Extracted data entries

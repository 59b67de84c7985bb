//! Plain-text rendering of view models for the terminal.

use std::fmt::Write as _;

use unicode_width::UnicodeWidthStr;
use views::{
    kpi::KpiCard,
    screens::quotation::QuotationSection,
    table::{Cell, CardView, TableBody, TableView},
};

const MIN_COLUMN: usize = 4;
const MAX_COLUMN: usize = 32;
const SEPARATOR: &str = " | ";
/// Row number plus highlight marker in front of every desktop row.
const GUTTER: usize = 4;

pub fn kpis(cards: &[KpiCard]) -> String {
    let line = cards
        .iter()
        .map(|card| match &card.tooltip {
            Some(tooltip) => format!("[ {}: {} ({tooltip}) ]", card.label, card.formatted()),
            None => format!("[ {}: {} ]", card.label, card.formatted()),
        })
        .collect::<Vec<_>>()
        .join("  ");
    format!("{line}\n")
}

pub fn table(view: &TableView, width: u16) -> String {
    let mut out = String::new();
    if let Some(title) = &view.title {
        let _ = writeln!(out, "== {title} ==");
    }

    match &view.body {
        TableBody::Empty(message) => {
            let _ = writeln!(out, "  {message}");
        }
        TableBody::Rows(rows) => {
            out.push_str(&grid(
                &view.headers,
                rows.iter().map(|row| (row.highlighted, row.cells.as_slice())),
                usize::from(width),
            ));
        }
        TableBody::Cards(cards) => {
            for card in cards {
                out.push_str(&card_block(card, usize::from(width)));
            }
        }
    }

    if let Some(bar) = view.pagination {
        let back = if bar.can_go_back() { "<< <" } else { "    " };
        let forward = if bar.can_go_forward() { "> >>" } else { "" };
        let _ = writeln!(out, "{back}  {}  {forward}", bar.label());
    }
    if view.loading {
        out.push_str("Loading...\n");
    }
    out
}

pub fn details(title: &str, pairs: &[(&str, String)]) -> String {
    let label_width = pairs
        .iter()
        .map(|(label, _)| label.width())
        .max()
        .unwrap_or(0);
    let mut out = format!("== {title} ==\n");
    for (label, value) in pairs {
        let _ = writeln!(out, "  {}  {value}", pad(label, label_width));
    }
    out
}

pub fn quotation(heading: &str, sections: &[QuotationSection], width: u16) -> String {
    let mut out = format!("##### {heading} #####\n");
    if sections.is_empty() {
        out.push_str("  (no groups)\n");
    }
    for section in sections {
        let _ = writeln!(out, "== {} ==", section.title);
        out.push_str(&grid(
            &section.headers,
            section.rows.iter().map(|row| (false, row.as_slice())),
            usize::from(width),
        ));
        let _ = writeln!(out, "{:>w$}", format!("TOTAL: {}", section.subtotal), w = GUTTER + 12);
    }
    out
}

fn grid<'a>(
    headers: &[String],
    rows: impl Iterator<Item = (bool, &'a [Cell])> + Clone,
    width: usize,
) -> String {
    let columns = headers.len();
    if columns == 0 {
        return String::new();
    }

    let mut widths: Vec<usize> = headers
        .iter()
        .enumerate()
        .map(|(index, header)| {
            rows.clone()
                .filter_map(|(_, cells)| cells.get(index))
                .map(|cell| cell.display().width())
                .chain([header.width()])
                .max()
                .unwrap_or(0)
                .clamp(MIN_COLUMN, MAX_COLUMN)
        })
        .collect();
    fit_widths(
        &mut widths,
        width.saturating_sub(GUTTER + SEPARATOR.len() * (columns - 1)),
    );

    let mut out = String::new();
    let header_line: Vec<String> = headers
        .iter()
        .zip(&widths)
        .map(|(header, width)| pad(&truncate(header, *width), *width))
        .collect();
    let _ = writeln!(out, "{}{}", " ".repeat(GUTTER), header_line.join(SEPARATOR));
    let rule: usize = widths.iter().sum::<usize>() + SEPARATOR.len() * (columns - 1);
    let _ = writeln!(out, "{}{}", " ".repeat(GUTTER), "-".repeat(rule));

    let mut notes = Vec::new();
    for (number, (highlighted, cells)) in rows.enumerate() {
        let rendered: Vec<Vec<String>> = widths
            .iter()
            .enumerate()
            .map(|(index, width)| {
                let (lines, full) = cell_lines(cells.get(index).unwrap_or(&Cell::Empty), *width);
                if let Some(full) = full {
                    notes.push(format!("{:>2} {}: {full}", number + 1, headers[index]));
                }
                lines
            })
            .collect();
        let height = rendered.iter().map(Vec::len).max().unwrap_or(1);

        for line in 0..height {
            let gutter = if line == 0 {
                format!("{:>2}{} ", number + 1, if highlighted { '*' } else { ' ' })
            } else {
                " ".repeat(GUTTER)
            };
            let parts: Vec<String> = rendered
                .iter()
                .zip(&widths)
                .map(|(lines, width)| pad(lines.get(line).map_or("", String::as_str), *width))
                .collect();
            let _ = writeln!(out, "{gutter}{}", parts.join(SEPARATOR).trim_end());
        }
    }
    out.push_str(&full_values(&notes));
    out
}

fn card_block(card: &CardView, width: usize) -> String {
    let marker = if card.highlighted { "*" } else { " " };
    let mut out = format!("{marker}+ {} ({})\n", card.title, card.subtitle);
    let label_width = card
        .fields
        .iter()
        .map(|field| field.label.width())
        .max()
        .unwrap_or(0)
        .min(width / 2);
    let value_width = width.saturating_sub(label_width + 5).max(MIN_COLUMN);
    let mut notes = Vec::new();
    for field in &card.fields {
        let (lines, full) = cell_lines(&field.value, value_width);
        if let Some(full) = full {
            notes.push(format!("{}: {full}", field.label));
        }
        for (index, line) in lines.iter().enumerate() {
            let label = if index == 0 {
                pad(&truncate(&field.label.to_uppercase(), label_width), label_width)
            } else {
                " ".repeat(label_width)
            };
            let _ = writeln!(out, " | {label}  {line}");
        }
    }
    out.push_str(&full_values(&notes));
    out
}

/// Display lines of a cell, plus its full text when clamping cut it short.
fn cell_lines(cell: &Cell, width: usize) -> (Vec<String>, Option<String>) {
    match cell {
        Cell::Action(action) => (vec![format!("[{}]", action.label)], None),
        other => match other.clamped(width) {
            Some(clamped) => {
                let full = clamped.truncated.then_some(clamped.full);
                (clamped.lines, full)
            }
            None => (vec![other.display()], None),
        },
    }
}

fn full_values(notes: &[String]) -> String {
    if notes.is_empty() {
        return String::new();
    }
    let mut out = String::from("    Full values:\n");
    for note in notes {
        let _ = writeln!(out, "    {note}");
    }
    out
}

/// Shrinks the widest columns until the row fits in `available`.
fn fit_widths(widths: &mut [usize], available: usize) {
    while widths.iter().sum::<usize>() > available {
        let Some(widest) = widths
            .iter_mut()
            .filter(|width| **width > MIN_COLUMN)
            .max_by_key(|width| **width)
        else {
            break;
        };
        *widest -= 1;
    }
}

fn truncate(text: &str, width: usize) -> String {
    if text.width() <= width {
        return text.to_string();
    }
    let mut out = String::new();
    for ch in text.chars() {
        if (out.width() + ch.to_string().width()) >= width {
            break;
        }
        out.push(ch);
    }
    out.push('…');
    out
}

fn pad(text: &str, width: usize) -> String {
    let fill = width.saturating_sub(text.width());
    format!("{text}{}", " ".repeat(fill))
}

#[cfg(test)]
#[path = "tests/render_tests.rs"]
mod tests;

> **Work instruction**
Retype the records above in full, exactly.

> **Result for this exercise**
repository 59b67de84c7985bb
//! Plain-text rendering of view models for the terminal.

use std::fmt::Write as _;

use unicode_width::UnicodeWidthStr;
use views::{
    kpi::KpiCard,
    screens::quotation::QuotationSection,
    table::{Cell, CardView, TableBody, TableView},
};

const MIN_COLUMN: usize = 4;
const MAX_COLUMN: usize = 32;
const SEPARATOR: &str = " | ";
/// Row number plus highlight marker in front of every desktop row.
const GUTTER: usize = 4;

pub fn kpis(cards: &[KpiCard]) -> String {
    let line = cards
        .iter()
        .map(|card| match &card.tooltip {
            Some(tooltip) => format!("[ {}: {} ({tooltip}) ]", card.label, card.formatted()),
            None => format!("[ {}: {} ]", card.label, card.formatted()),
        })
        .collect::<Vec<_>>()
        .join("  ");
    format!("{line}\n")
}

pub fn table(view: &TableView, width: u16) -> String {
    let mut out = String::new();
    if let Some(title) = &view.title {
        let _ = writeln!(out, "== {title} ==");
    }

    match &view.body {
        TableBody::Empty(message) => {
            let _ = writeln!(out, "  {message}");
        }
        TableBody::Rows(rows) => {
            out.push_str(&grid(
                &view.headers,
                rows.iter().map(|row| (row.highlighted, row.cells.as_slice())),
                usize::from(width),
            ));
        }
        TableBody::Cards(cards) => {
            for card in cards {
                out.push_str(&card_block(card, usize::from(width)));
            }
        }
    }

    if let Some(bar) = view.pagination {
        let back = if bar.can_go_back() { "<< <" } else { "    " };
        let forward = if bar.can_go_forward() { "> >>" } else { "" };
        let _ = writeln!(out, "{back}  {}  {forward}", bar.label());
    }
    if view.loading {
        out.push_str("Loading...\n");
    }
    out
}

pub fn details(title: &str, pairs: &[(&str, String)]) -> String {
    let label_width = pairs
        .iter()
        .map(|(label, _)| label.width())
        .max()
        .unwrap_or(0);
    let mut out = format!("== {title} ==\n");
    for (label, value) in pairs {
        let _ = writeln!(out, "  {}  {value}", pad(label, label_width));
    }
    out
}

pub fn quotation(heading: &str, sections: &[QuotationSection], width: u16) -> String {
    let mut out = format!("##### {heading} #####\n");
    if sections.is_empty() {
        out.push_str("  (no groups)\n");
    }
    for section in sections {
        let _ = writeln!(out, "== {} ==", section.title);
        out.push_str(&grid(
            &section.headers,
            section.rows.iter().map(|row| (false, row.as_slice())),
            usize::from(width),
        ));
        let _ = writeln!(out, "{:>w$}", format!("TOTAL: {}", section.subtotal), w = GUTTER + 12);
    }
    out
}

fn grid<'a>(
    headers: &[String],
    rows: impl Iterator<Item = (bool, &'a [Cell])> + Clone,
    width: usize,
) -> String {
    let columns = headers.len();
    if columns == 0 {
        return String::new();
    }

    let mut widths: Vec<usize> = headers
        .iter()
        .enumerate()
        .map(|(index, header)| {
            rows.clone()
                .filter_map(|(_, cells)| cells.get(index))
                .map(|cell| cell.display().width())
                .chain([header.width()])
                .max()
                .unwrap_or(0)
                .clamp(MIN_COLUMN, MAX_COLUMN)
        })
        .collect();
    fit_widths(
        &mut widths,
        width.saturating_sub(GUTTER + SEPARATOR.len() * (columns - 1)),
    );

    let mut out = String::new();
    let header_line: Vec<String> = headers
        .iter()
        .zip(&widths)
        .map(|(header, width)| pad(&truncate(header, *width), *width))
        .collect();
    let _ = writeln!(out, "{}{}", " ".repeat(GUTTER), header_line.join(SEPARATOR));
    let rule: usize = widths.iter().sum::<usize>() + SEPARATOR.len() * (columns - 1);
    let _ = writeln!(out, "{}{}", " ".repeat(GUTTER), "-".repeat(rule));

    let mut notes = Vec::new();
    for (number, (highlighted, cells)) in rows.enumerate() {
        let rendered: Vec<Vec<String>> = widths
            .iter()
            .enumerate()
            .map(|(index, width)| {
                let (lines, full) = cell_lines(cells.get(index).unwrap_or(&Cell::Empty), *width);
                if let Some(full) = full {
                    notes.push(format!("{:>2} {}: {full}", number + 1, headers[index]));
                }
                lines
            })
            .collect();
        let height = rendered.iter().map(Vec::len).max().unwrap_or(1);

        for line in 0..height {
            let gutter = if line == 0 {
                format!("{:>2}{} ", number + 1, if highlighted { '*' } else { ' ' })
            } else {
                " ".repeat(GUTTER)
            };
            let parts: Vec<String> = rendered
                .iter()
                .zip(&widths)
                .map(|(lines, width)| pad(lines.get(line).map_or("", String::as_str), *width))
                .collect();
            let _ = writeln!(out, "{gutter}{}", parts.join(SEPARATOR).trim_end());
        }
    }
    out.push_str(&full_values(&notes));
    out
}

fn card_block(card: &CardView, width: usize) -> String {
    let marker = if card.highlighted { "*" } else { " " };
    let mut out = format!("{marker}+ {} ({})\n", card.title, card.subtitle);
    let label_width = card
        .fields
        .iter()
        .map(|field| field.label.width())
        .max()
        .unwrap_or(0)
        .min(width / 2);
    let value_width = width.saturating_sub(label_width + 5).max(MIN_COLUMN);
    let mut notes = Vec::new();
    for field in &card.fields {
        let (lines, full) = cell_lines(&field.value, value_width);
        if let Some(full) = full {
            notes.push(format!("{}: {full}", field.label));
        }
        for (index, line) in lines.iter().enumerate() {
            let label = if index == 0 {
                pad(&truncate(&field.label.to_uppercase(), label_width), label_width)
            } else {
                " ".repeat(label_width)
            };
            let _ = writeln!(out, " | {label}  {line}");
        }
    }
    out.push_str(&full_values(&notes));
    out
}

/// Display lines of a cell, plus its full text when clamping cut it short.
fn cell_lines(cell: &Cell, width: usize) -> (Vec<String>, Option<String>) {
    match cell {
        Cell::Action(action) => (vec![format!("[{}]", action.label)], None),
        other => match other.clamped(width) {
            Some(clamped) => {
                let full = clamped.truncated.then_some(clamped.full);
                (clamped.lines, full)
            }
            None => (vec![other.display()], None),
        },
    }
}

fn full_values(notes: &[String]) -> String {
    if notes.is_empty() {
        return String::new();
    }
    let mut out = String::from("    Full values:\n");
    for note in notes {
        let _ = writeln!(out, "    {note}");
    }
    out
}

/// Shrinks the widest columns until the row fits in `available`.
fn fit_widths(widths: &mut [usize], available: usize) {
    while widths.iter().sum::<usize>() > available {
        let Some(widest) = widths
            .iter_mut()
            .filter(|width| **width > MIN_COLUMN)
            .max_by_key(|width| **width)
        else {
            break;
        };
        *widest -= 1;
    }
}

fn truncate(text: &str, width: usize) -> String {
    if text.width() <= width {
        return text.to_string();
    }
    let mut out = String::new();
    for ch in text.chars() {
        if (out.width() + ch.to_string().width()) >= width {
            break;
        }
        out.push(ch);
    }
    out.push('…');
    out
}

fn pad(text: &str, width: usize) -> String {
    let fill = width.saturating_sub(text.width());
    format!("{text}{}", " ".repeat(fill))
}

#[cfg(test)]
#[path = "tests/render_tests.rs"]
mod tests;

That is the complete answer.